In times past, though, flogging was a true punishment: bloody, permanently scarring, and humiliating. Something to, in fact, be avoided. I am thinking specifically of military summary judgments which allowed commanding officers to inflict savage floggings upon their personal order—for any offence, actual of perceived—with soldiers having no right to appeal and no choice but strip off their shirts and accept it or face harsher punishment. Don’t get me wrong here, I am not trying to discuss past injustices, I am trying to understand how soldiers subjected to this kind of discipline viewed it.
Soldiers undoubtedly feared their officers because the officers controlled the whip, and that fear became the basis of military discipline. That discipline taught soldiers their military being and bearing—how to respect and obey officers, behave in garrison and in the field, how to march sharply on parade, and how to face enemy cannons. It created (at least the appearance of) courage in the face of the enemy because soldiers feared the certain threat of the lash more than the uncertain threat of battle.
While it is easy to understand why soldiers would resent having skin flogged off their backs, how did they individually react to it when it was they who were seized up? Officers wanted/needed to make an example of each offender, so the pain of a military flogging probably overwhelmed many young men and broke them into screaming and begging for mercy (we don’t see that in the movies for the most part, but we read about it in historical accounts (mostly from people opposed to flogging as a form of punishment)). How does a genuinely brave man face his peers when they have watched an officer’s lash break him? This is where the humiliation aspect of the punishment comes into the picture.

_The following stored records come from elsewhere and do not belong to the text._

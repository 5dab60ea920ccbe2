//! The registration state machine: a pure transition function over
//! (state, record, input). No I/O happens here; the caller persists the
//! returned state/record and performs the instructed sends and checks.

use crate::event::{EventKind, Keyboard, Prompt};
use crate::prompts;

/// Where a conversation currently is. `Idle` means no stored entry; there is
/// no `Complete` variant because completion removes the entry and records the
/// identity in the completed set instead.
#[derive(Debug, Clone, Copy, PartialEq, Eq, Default)]
pub enum RegistrationState {
    #[default]
    Idle,
    Language,
    Name,
    Phone,
    Age,
    EventChoice,
    FollowerCheck,
}

#[derive(Debug, Clone, Copy, PartialEq, Eq, Default)]
pub enum Language {
    Uzbek,
    /// The implicit language when the selection step is disabled.
    #[default]
    English,
}

impl Language {
    /// Any text maps to a language; "uz" anywhere (case-insensitive) picks
    /// Uzbek, everything else falls through to English.
    pub fn from_choice(text: &str) -> Self {
        if text.to_lowercase().contains("uz") {
            Language::Uzbek
        } else {
            Language::English
        }
    }
}

/// Fields collected so far. Mutated exactly once per step passed.
#[derive(Debug, Clone, PartialEq, Eq, Default)]
pub struct RegistrationRecord {
    pub language: Language,
    pub full_name: Option<String>,
    pub phone_number: Option<String>,
    pub age: Option<String>,
    pub event_choice: Option<String>,
}

impl RegistrationRecord {
    /// True once every collected field is set. Holds by construction for any
    /// record the machine has walked to the follower check.
    pub fn is_complete(&self) -> bool {
        self.full_name.is_some()
            && self.phone_number.is_some()
            && self.age.is_some()
            && self.event_choice.is_some()
    }
}

/// Flow-wide knobs the transitions depend on.
#[derive(Debug, Clone)]
pub struct FlowSettings {
    /// Whether the conversation opens with the language picker.
    pub ask_language: bool,
    /// Identifier of the gating channel, interpolated into prompts.
    pub channel: String,
}

/// Result of feeding one event into the machine.
#[derive(Debug, Clone, PartialEq, Eq)]
pub struct Step {
    pub next: RegistrationState,
    pub record: RegistrationRecord,
    pub reply: Option<Prompt>,
    /// The distinguished confirm action was pressed; the caller must query
    /// the membership gate and feed the answer to [`resolve_membership`].
    pub verify: bool,
}

impl Step {
    fn stay(state: RegistrationState, record: RegistrationRecord) -> Self {
        Self {
            next: state,
            record,
            reply: None,
            verify: false,
        }
    }

    fn reprompt(state: RegistrationState, record: RegistrationRecord, reply: Prompt) -> Self {
        Self {
            next: state,
            record,
            reply: Some(reply),
            verify: false,
        }
    }

    fn advance(next: RegistrationState, record: RegistrationRecord, reply: Prompt) -> Self {
        Self {
            next,
            record,
            reply: Some(reply),
            verify: false,
        }
    }
}

/// Outcome of a follower-check confirmation after the gate has answered.
#[derive(Debug, Clone, PartialEq, Eq)]
pub enum MembershipResolution {
    /// Gate said yes: the record is final and must be delivered.
    Confirmed(RegistrationRecord),
    /// Gate said no (or failed): stay in place and offer the button again.
    Retry(Prompt),
}

fn membership_prompt(text: String) -> Prompt {
    Prompt::with_keyboard(
        text,
        Keyboard::Confirm {
            label: prompts::CONFIRM_LABEL.to_string(),
            action_id: prompts::CONFIRM_ACTION_ID.to_string(),
        },
    )
}

fn name_prompt(record: &RegistrationRecord) -> Prompt {
    Prompt::with_keyboard(prompts::ask_name(record.language), Keyboard::Remove)
}

/// `/start` alone or with trailing arguments, case-sensitive.
fn is_start_command(text: &str) -> bool {
    text == prompts::START_COMMAND
        || text
            .strip_prefix(prompts::START_COMMAND)
            .is_some_and(|rest| rest.starts_with(' '))
}

/// The transition table. Total over every (state, event kind) pair: inputs a
/// state does not accept leave the record untouched and either re-prompt or
/// stay silent, exactly as listed per state.
pub fn step(
    state: RegistrationState,
    record: &RegistrationRecord,
    kind: &EventKind,
    settings: &FlowSettings,
) -> Step {
    let mut record = record.clone();
    match (state, kind) {
        // Only the start command wakes an idle conversation; other texts,
        // stray contacts, and stale button presses do nothing.
        (RegistrationState::Idle, EventKind::Text(text)) if is_start_command(text) => {
            if settings.ask_language {
                let rows = vec![prompts::LANGUAGE_OPTIONS
                    .iter()
                    .map(|s| s.to_string())
                    .collect()];
                Step::advance(
                    RegistrationState::Language,
                    record,
                    Prompt::with_keyboard(prompts::choose_language(), Keyboard::Options(rows)),
                )
            } else {
                let reply = name_prompt(&record);
                Step::advance(RegistrationState::Name, record, reply)
            }
        }
        (RegistrationState::Idle, _) => Step::stay(state, record),

        // No invalid input exists here: every text maps to a language.
        (RegistrationState::Language, EventKind::Text(text)) => {
            record.language = Language::from_choice(text);
            let reply = name_prompt(&record);
            Step::advance(RegistrationState::Name, record, reply)
        }
        (RegistrationState::Language, _) => Step::stay(state, record),

        (RegistrationState::Name, EventKind::Text(text)) if !text.is_empty() => {
            record.full_name = Some(text.clone());
            let reply = Prompt::with_keyboard(
                prompts::ask_phone(record.language),
                Keyboard::ContactRequest {
                    label: prompts::SHARE_PHONE_LABEL.to_string(),
                },
            );
            Step::advance(RegistrationState::Phone, record, reply)
        }
        (RegistrationState::Name, _) => Step::stay(state, record),

        // Only a structured contact share carries the phone number; typed
        // digits are not accepted as a substitute.
        (RegistrationState::Phone, EventKind::Contact { phone_number }) => {
            record.phone_number = Some(phone_number.clone());
            let reply =
                Prompt::with_keyboard(prompts::ask_age(record.language), Keyboard::Remove);
            Step::advance(RegistrationState::Age, record, reply)
        }
        (RegistrationState::Phone, _) => Step::stay(state, record),

        (RegistrationState::Age, EventKind::Text(text)) => {
            // Syntactic check only: downstream consumers get an opaque
            // digit string, never a parsed integer.
            if !text.is_empty() && text.chars().all(|c| c.is_ascii_digit()) {
                record.age = Some(text.clone());
                let rows = vec![prompts::EVENT_CHOICES
                    .iter()
                    .map(|s| s.to_string())
                    .collect()];
                let reply = Prompt::with_keyboard(
                    prompts::choose_event(record.language),
                    Keyboard::Options(rows),
                );
                Step::advance(RegistrationState::EventChoice, record, reply)
            } else {
                let reply = Prompt::plain(prompts::age_must_be_number(record.language));
                Step::reprompt(state, record, reply)
            }
        }
        (RegistrationState::Age, _) => Step::stay(state, record),

        (RegistrationState::EventChoice, EventKind::Text(text)) => {
            if prompts::EVENT_CHOICES.contains(&text.as_str()) {
                record.event_choice = Some(text.clone());
                let reply = membership_prompt(prompts::join_channel(
                    record.language,
                    &settings.channel,
                ));
                Step::advance(RegistrationState::FollowerCheck, record, reply)
            } else {
                let reply = Prompt::plain(prompts::invalid_event(record.language));
                Step::reprompt(state, record, reply)
            }
        }
        (RegistrationState::EventChoice, _) => Step::stay(state, record),

        (RegistrationState::FollowerCheck, EventKind::Action { action_id })
            if action_id == prompts::CONFIRM_ACTION_ID =>
        {
            Step {
                next: state,
                record,
                reply: None,
                verify: true,
            }
        }
        (RegistrationState::FollowerCheck, _) => Step::stay(state, record),
    }
}

/// Apply the gate's answer to a pending follower check. Repeating this with
/// `member = false` any number of times changes nothing.
pub fn resolve_membership(
    record: RegistrationRecord,
    member: bool,
    settings: &FlowSettings,
) -> MembershipResolution {
    if member {
        MembershipResolution::Confirmed(record)
    } else {
        MembershipResolution::Retry(membership_prompt(prompts::not_following(
            record.language,
            &settings.channel,
        )))
    }
}
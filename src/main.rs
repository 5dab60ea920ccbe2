use anyhow::Context;
use tracing_subscriber::EnvFilter;

use regflow::config::Config;

#[tokio::main]
async fn main() -> anyhow::Result<()> {
    dotenv::dotenv().ok();
    tracing_subscriber::fmt()
        .with_env_filter(
            EnvFilter::try_from_default_env().unwrap_or_else(|_| EnvFilter::new("info")),
        )
        .init();

    let config = Config::from_env().context("invalid startup configuration")?;
    regflow::telegram::run(config).await
}
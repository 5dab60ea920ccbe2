//! Startup configuration, read from the environment (a `.env` file is
//! honored by `main`). The token, admin identity, and gating channel have no
//! defaults: refusing to start beats guessing.

use std::env;

use thiserror::Error;

use crate::event::UserIdentity;

#[derive(Debug, Error)]
pub enum ConfigError {
    #[error("missing required environment variable {0}")]
    Missing(&'static str),
    #[error("{0} must be a numeric user id")]
    InvalidAdminId(&'static str),
    #[error("{0} must be `true` or `false`")]
    InvalidFlag(&'static str),
}

#[derive(Debug, Clone)]
pub struct Config {
    /// Bot API credential. Absence is a fatal startup error.
    pub bot_token: String,
    /// The administrator who receives completed registrations and may not
    /// register themselves.
    pub admin: UserIdentity,
    /// Username of the channel membership in which gates completion,
    /// e.g. `@ourchannel`.
    pub channel: String,
    /// Whether the flow opens with the language picker.
    pub ask_language: bool,
}

fn required(name: &'static str) -> Result<String, ConfigError> {
    env::var(name)
        .ok()
        .filter(|v| !v.is_empty())
        .ok_or(ConfigError::Missing(name))
}

impl Config {
    pub fn from_env() -> Result<Self, ConfigError> {
        let bot_token = required("BOT_TOKEN")?;
        let admin = required("ADMIN_ID")?
            .parse::<u64>()
            .map(UserIdentity)
            .map_err(|_| ConfigError::InvalidAdminId("ADMIN_ID"))?;
        let channel = required("CHANNEL_USERNAME")?;
        let ask_language = match env::var("ASK_LANGUAGE") {
            Ok(v) => v
                .parse::<bool>()
                .map_err(|_| ConfigError::InvalidFlag("ASK_LANGUAGE"))?,
            Err(_) => true,
        };
        Ok(Self {
            bot_token,
            admin,
            channel,
            ask_language,
        })
    }
}
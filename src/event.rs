//! Platform-agnostic inbound/outbound types.
//! The core only ever sees these; the Telegram specifics live in `telegram`.

use std::fmt;

use async_trait::async_trait;

/// Opaque handle uniquely naming a conversation participant.
/// Sole key into the conversation store and the completed set.
#[derive(Debug, Clone, Copy, PartialEq, Eq, Hash)]
pub struct UserIdentity(pub u64);

impl fmt::Display for UserIdentity {
    fn fmt(&self, f: &mut fmt::Formatter<'_>) -> fmt::Result {
        write!(f, "{}", self.0)
    }
}

/// A single inbound platform event, already routed to one user.
#[derive(Debug, Clone)]
pub struct InboundEvent {
    pub identity: UserIdentity,
    pub kind: EventKind,
}

impl InboundEvent {
    pub fn text(identity: UserIdentity, text: impl Into<String>) -> Self {
        Self {
            identity,
            kind: EventKind::Text(text.into()),
        }
    }

    pub fn contact(identity: UserIdentity, phone_number: impl Into<String>) -> Self {
        Self {
            identity,
            kind: EventKind::Contact {
                phone_number: phone_number.into(),
            },
        }
    }

    pub fn action(identity: UserIdentity, action_id: impl Into<String>) -> Self {
        Self {
            identity,
            kind: EventKind::Action {
                action_id: action_id.into(),
            },
        }
    }
}

/// Closed set of input shapes the machine dispatches on.
/// Button presses arrive as `Action`, never as sniffed text.
#[derive(Debug, Clone, PartialEq, Eq)]
pub enum EventKind {
    Text(String),
    Contact { phone_number: String },
    Action { action_id: String },
}

/// One outbound message plus the keyboard to show with it.
#[derive(Debug, Clone, PartialEq, Eq)]
pub struct Prompt {
    pub text: String,
    pub keyboard: Keyboard,
}

impl Prompt {
    pub fn plain(text: impl Into<String>) -> Self {
        Self {
            text: text.into(),
            keyboard: Keyboard::None,
        }
    }

    pub fn with_keyboard(text: impl Into<String>, keyboard: Keyboard) -> Self {
        Self {
            text: text.into(),
            keyboard,
        }
    }
}

#[derive(Debug, Clone, PartialEq, Eq)]
pub enum Keyboard {
    /// Leave whatever keyboard is currently shown.
    None,
    /// Remove the reply keyboard.
    Remove,
    /// Rows of tap-to-send labels.
    Options(Vec<Vec<String>>),
    /// Single button that shares the user's verified phone number.
    ContactRequest { label: String },
    /// Single inline button that fires `action_id` back at us.
    Confirm { label: String, action_id: String },
}

/// Delivers prompts to users. Implementations log failures and swallow them;
/// a lost prompt is recovered by the user acting again, never by the core.
#[async_trait]
pub trait OutboundSink: Send + Sync {
    async fn send(&self, to: UserIdentity, prompt: Prompt);
}
use anyhow::{Context, Result};
use clap::Args;
use std::fs::File;
use std::io::{BufWriter, Write};
use std::path::PathBuf;

use merkle_airdrop_cli::recipients::format_sol;
use merkle_airdrop_cli::{DistributionManifest, MerkleTree, RecipientsFile};

#[derive(Args, Debug)]
pub struct Cli {
    /// Recipients JSON file
    #[arg(short, long, env = "AIRDROP_RECIPIENTS", default_value = "recipients.json")]
    recipients: PathBuf,

    /// Output file for the distribution manifest
    #[arg(short, long, env = "AIRDROP_MANIFEST", default_value = "distribution.json")]
    manifest: PathBuf,

    /// Output file for the full tree, one `level:index:0xhash` line per node
    #[arg(short, long)]
    tree_output: Option<PathBuf>,

    /// Write the computed root back into the recipients file
    #[arg(long)]
    update_recipients: bool,
}

pub fn run(args: Cli) -> Result<()> {
    tracing::info!(path = %args.recipients.display(), "reading recipients");
    let mut file = RecipientsFile::load(&args.recipients)?;
    let total = file
        .check_total_amount()
        .context("Recipients file failed validation")?;
    let recipients = file.to_recipients()?;

    tracing::info!(
        recipients = recipients.len(),
        total_sol = %format_sol(total),
        "building merkle tree"
    );
    let tree = MerkleTree::from_recipients(&recipients).context("Failed to build Merkle tree")?;
    let root_hex = tree.root_hex();

    tracing::info!(
        root = %root_hex,
        depth = tree.depth(),
        root_bytes = ?tree.root(),
        "merkle root computed"
    );

    if !file.has_placeholder_root() && !file.records_root(&tree.root()) {
        tracing::warn!(
            recorded = %file.merkle_root,
            computed = %root_hex,
            "recipients file records a different root; this is a new distribution"
        );
    }

    let manifest = DistributionManifest::new(&file, &tree, total);
    manifest
        .save(&args.manifest)
        .context("Failed to write distribution manifest")?;
    tracing::info!(path = %args.manifest.display(), "wrote distribution manifest");

    if let Some(tree_path) = args.tree_output {
        let tree_file = File::create(&tree_path).context("Failed to create tree file")?;
        let mut writer = BufWriter::new(tree_file);
        tree.write_levels(&mut writer).context("Failed to write tree")?;
        writer.flush().context("Failed to flush tree file")?;
        tracing::info!(path = %tree_path.display(), "wrote merkle tree");
    }

    if args.update_recipients {
        file.set_merkle_root(root_hex.clone());
        file.save(&args.recipients)?;
        tracing::info!(
            path = %args.recipients.display(),
            "recorded merkle root in recipients file"
        );
    }

    println!("{}", root_hex);
    Ok(())
}
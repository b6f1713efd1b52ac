use anyhow::Context;
use chrono::{DateTime, Utc};
use serde::{Deserialize, Serialize};
use std::fs;
use std::path::Path;

use crate::common::{decode_hash32, format_address, hex_encode, parse_address, write_file_atomic};
use crate::leaf::{hash_leaf, HASH_ALGORITHM, LEAF_FORMAT, LEAF_FORMAT_VERSION};
use crate::recipients::{Recipient, RecipientsFile};
use crate::tree::{verify_proof, MerkleTree, Node};

/// Everything needed to commit a distribution on-chain and audit it later.
#[derive(Debug, Clone, PartialEq, Eq, Serialize, Deserialize)]
#[serde(rename_all = "camelCase")]
pub struct DistributionManifest {
    pub airdrop_id: String,
    pub network: String,
    pub program_id: String,
    pub merkle_root: String,
    /// Root as the raw byte array passed to the on-chain initialize call.
    pub merkle_root_bytes: [u8; 32],
    pub recipient_count: usize,
    pub total_amount: String,
    pub tree_depth: usize,
    pub algorithm: String,
    pub leaf_format: String,
    pub leaf_format_version: String,
    pub generated_at: DateTime<Utc>,
}

impl DistributionManifest {
    pub fn new(file: &RecipientsFile, tree: &MerkleTree, total_amount: u64) -> Self {
        Self {
            airdrop_id: file.airdrop_id.clone(),
            network: file.network.clone(),
            program_id: file.program_id.clone(),
            merkle_root: tree.root_hex(),
            merkle_root_bytes: tree.root(),
            recipient_count: tree.leaf_count(),
            total_amount: total_amount.to_string(),
            tree_depth: tree.depth(),
            algorithm: HASH_ALGORITHM.to_string(),
            leaf_format: LEAF_FORMAT.to_string(),
            leaf_format_version: LEAF_FORMAT_VERSION.to_string(),
            generated_at: Utc::now(),
        }
    }

    pub fn load(path: &Path) -> anyhow::Result<Self> {
        let content = fs::read_to_string(path).context("Failed to read manifest file")?;
        serde_json::from_str(&content).context("Failed to parse manifest file")
    }

    pub fn save(&self, path: &Path) -> anyhow::Result<()> {
        let json = serde_json::to_string_pretty(self).context("Failed to serialize manifest")?;
        write_file_atomic(path, &json).context("Failed to write manifest file")
    }
}

/// Inclusion proof for one recipient, in the shape the claim instruction takes.
#[derive(Debug, Clone, PartialEq, Eq, Serialize, Deserialize)]
#[serde(rename_all = "camelCase")]
pub struct ClaimProof {
    pub recipient: String,
    pub leaf_index: usize,
    pub leaf_count: usize,
    pub amount: String,
    #[serde(default, skip_serializing_if = "Option::is_none")]
    pub description: Option<String>,
    pub leaf: String,
    pub merkle_root: String,
    /// Sibling digests, leaf level first, as `Vec<[u8; 32]>`.
    pub proof: Vec<[u8; 32]>,
    pub proof_hex: Vec<String>,
}

impl ClaimProof {
    pub fn new(tree: &MerkleTree, recipient: &Recipient) -> anyhow::Result<Self> {
        let leaf_index =
            usize::try_from(recipient.index).context("Recipient index does not fit in usize")?;
        let leaf = recipient.leaf();
        if tree.leaf(leaf_index) != Some(&leaf) {
            anyhow::bail!(
                "Recipient {} with amount {} is not leaf {} of this tree",
                format_address(&recipient.address),
                recipient.amount,
                leaf_index
            );
        }

        let proof = tree.proof(leaf_index)?;
        Ok(Self {
            recipient: format_address(&recipient.address),
            leaf_index,
            leaf_count: tree.leaf_count(),
            amount: recipient.amount.to_string(),
            description: None,
            leaf: hex_encode(leaf),
            merkle_root: tree.root_hex(),
            proof_hex: proof.iter().map(hex_encode).collect(),
            proof,
        })
    }

    pub fn with_description(mut self, description: Option<&str>) -> Self {
        self.description = description.map(str::to_string);
        self
    }

    /// Re-derives the leaf from `(recipient, amount)` and checks the proof
    /// against the embedded root.
    pub fn verify(&self) -> anyhow::Result<bool> {
        let root = decode_hash32(&self.merkle_root).context("Invalid merkleRoot")?;
        self.verify_against(&root)
    }

    /// Whether the embedded root is `root`, however the hex was written.
    pub fn is_for_root(&self, root: &Node) -> anyhow::Result<bool> {
        let recorded = decode_hash32(&self.merkle_root).context("Invalid merkleRoot")?;
        Ok(recorded == *root)
    }

    /// Like [`ClaimProof::verify`], against an externally supplied root.
    pub fn verify_against(&self, root: &Node) -> anyhow::Result<bool> {
        let address = parse_address(&self.recipient).context("Invalid recipient")?;
        let amount: u64 = self.amount.trim().parse().context("Invalid amount")?;
        let leaf = hash_leaf(&address, amount);

        if decode_hash32(&self.leaf).context("Invalid leaf")? != leaf {
            tracing::warn!(
                recipient = %self.recipient,
                "stored leaf does not match recipient and amount"
            );
            return Ok(false);
        }

        Ok(verify_proof(
            root,
            &leaf,
            self.leaf_index,
            self.leaf_count,
            &self.proof,
        ))
    }

    pub fn load(path: &Path) -> anyhow::Result<Self> {
        let content = fs::read_to_string(path).context("Failed to read proof file")?;
        serde_json::from_str(&content).context("Failed to parse proof JSON")
    }
}

/// Proofs for every recipient of a distribution, ordered by leaf index.
#[derive(Debug, Clone, PartialEq, Eq, Serialize, Deserialize)]
#[serde(rename_all = "camelCase")]
pub struct ProofBundle {
    pub merkle_root: String,
    pub leaf_count: usize,
    pub proofs: Vec<ClaimProof>,
}

impl ProofBundle {
    pub fn build(
        tree: &MerkleTree,
        recipients: &[Recipient],
        file: &RecipientsFile,
    ) -> anyhow::Result<Self> {
        let descriptions = file.descriptions();
        let mut proofs = recipients
            .iter()
            .map(|recipient| {
                ClaimProof::new(tree, recipient).map(|proof| {
                    proof.with_description(descriptions.get(&recipient.index).copied())
                })
            })
            .collect::<anyhow::Result<Vec<_>>>()?;
        proofs.sort_by_key(|proof| proof.leaf_index);

        Ok(Self {
            merkle_root: tree.root_hex(),
            leaf_count: tree.leaf_count(),
            proofs,
        })
    }
}
use anyhow::{Context, Result};
use clap::Args;
use std::path::PathBuf;

use merkle_airdrop_cli::{hex_encode, validate_merkle_root, ClaimProof};

#[derive(Args, Debug)]
pub struct Cli {
    /// Proof JSON produced by `prove`
    #[arg(short, long)]
    proof: PathBuf,

    /// Expected Merkle root (defaults to the root recorded in the proof)
    #[arg(short, long)]
    root: Option<String>,
}

pub fn run(args: &Cli) -> Result<()> {
    let claim = ClaimProof::load(&args.proof)?;

    let valid = match &args.root {
        Some(root) => {
            let root = validate_merkle_root(root).context("Invalid Merkle root")?;
            if !claim.is_for_root(&root)? {
                tracing::warn!(
                    expected = %hex_encode(root),
                    recorded = %claim.merkle_root,
                    "proof was generated for a different root"
                );
            }
            claim.verify_against(&root)?
        }
        None => claim.verify()?,
    };

    if !valid {
        anyhow::bail!(
            "Proof does not verify for recipient {} at index {}",
            claim.recipient,
            claim.leaf_index
        );
    }

    tracing::info!(
        recipient = %claim.recipient,
        leaf_index = claim.leaf_index,
        "proof verified"
    );
    println!("valid");
    Ok(())
}

#[cfg(test)]
mod tests {
    use super::*;
    use merkle_airdrop_cli::recipients::ListOptions;
    use merkle_airdrop_cli::{MerkleTree, RecipientsFile};
    use std::path::Path;

    fn write_claim(dir: &Path, index: usize) -> (PathBuf, ClaimProof) {
        let addresses: Vec<[u8; 32]> = (1..=5u8).map(|b| [b; 32]).collect();
        let file = RecipientsFile::generate(&addresses, 1_000, &ListOptions::default()).unwrap();
        let recipients = file.to_recipients().unwrap();
        let tree = MerkleTree::from_recipients(&recipients).unwrap();
        let claim = ClaimProof::new(&tree, &recipients[index]).unwrap();

        let path = dir.join("proof.json");
        save(&path, &claim);
        (path, claim)
    }

    fn save(path: &Path, claim: &ClaimProof) {
        std::fs::write(path, serde_json::to_string_pretty(claim).unwrap()).unwrap();
    }

    #[test]
    fn test_verify_embedded_root() {
        let dir = tempfile::tempdir().unwrap();
        let (proof, _) = write_claim(dir.path(), 4);
        run(&Cli { proof, root: None }).unwrap();
    }

    #[test]
    fn test_verify_tampered_proof_fails() {
        let dir = tempfile::tempdir().unwrap();
        let (proof, mut claim) = write_claim(dir.path(), 2);
        claim.proof[0][0] ^= 0x01;
        save(&proof, &claim);

        let err = run(&Cli { proof, root: None }).unwrap_err();
        assert!(err.to_string().contains("does not verify"));
    }

    #[test]
    fn test_verify_tampered_amount_fails() {
        let dir = tempfile::tempdir().unwrap();
        let (proof, mut claim) = write_claim(dir.path(), 0);
        claim.amount = "1000000".to_string();
        save(&proof, &claim);

        assert!(run(&Cli { proof, root: None }).is_err());
    }

    #[test]
    fn test_verify_explicit_root_without_prefix() {
        let dir = tempfile::tempdir().unwrap();
        let (proof, mut claim) = write_claim(dir.path(), 1);
        let root = claim.merkle_root.clone();
        claim.merkle_root = root.trim_start_matches("0x").to_uppercase();
        save(&proof, &claim);

        run(&Cli {
            proof,
            root: Some(root),
        })
        .unwrap();
    }

    #[test]
    fn test_verify_wrong_root_fails() {
        let dir = tempfile::tempdir().unwrap();
        let (proof, _) = write_claim(dir.path(), 3);
        let other = hex_encode([7u8; 32]);

        assert!(run(&Cli {
            proof,
            root: Some(other)
        })
        .is_err());
    }
}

But what about the long term? Did the humiliation break a man’s spirit and last the rest of his lifetime, or did it wear off as the wounds healed (and other men were put under the lash)? Did soldiers hide their scars because of their past humiliation, never removing their shirts when doing soldiers’ work outdoors? Or did they expose their backs at every opportunity to display their experience, prove their personal bravery, and demonstrate their manly disregard for pain?
Have a Merry Christmas, everyone. I hope Santa leaves a lot of leather under your tree!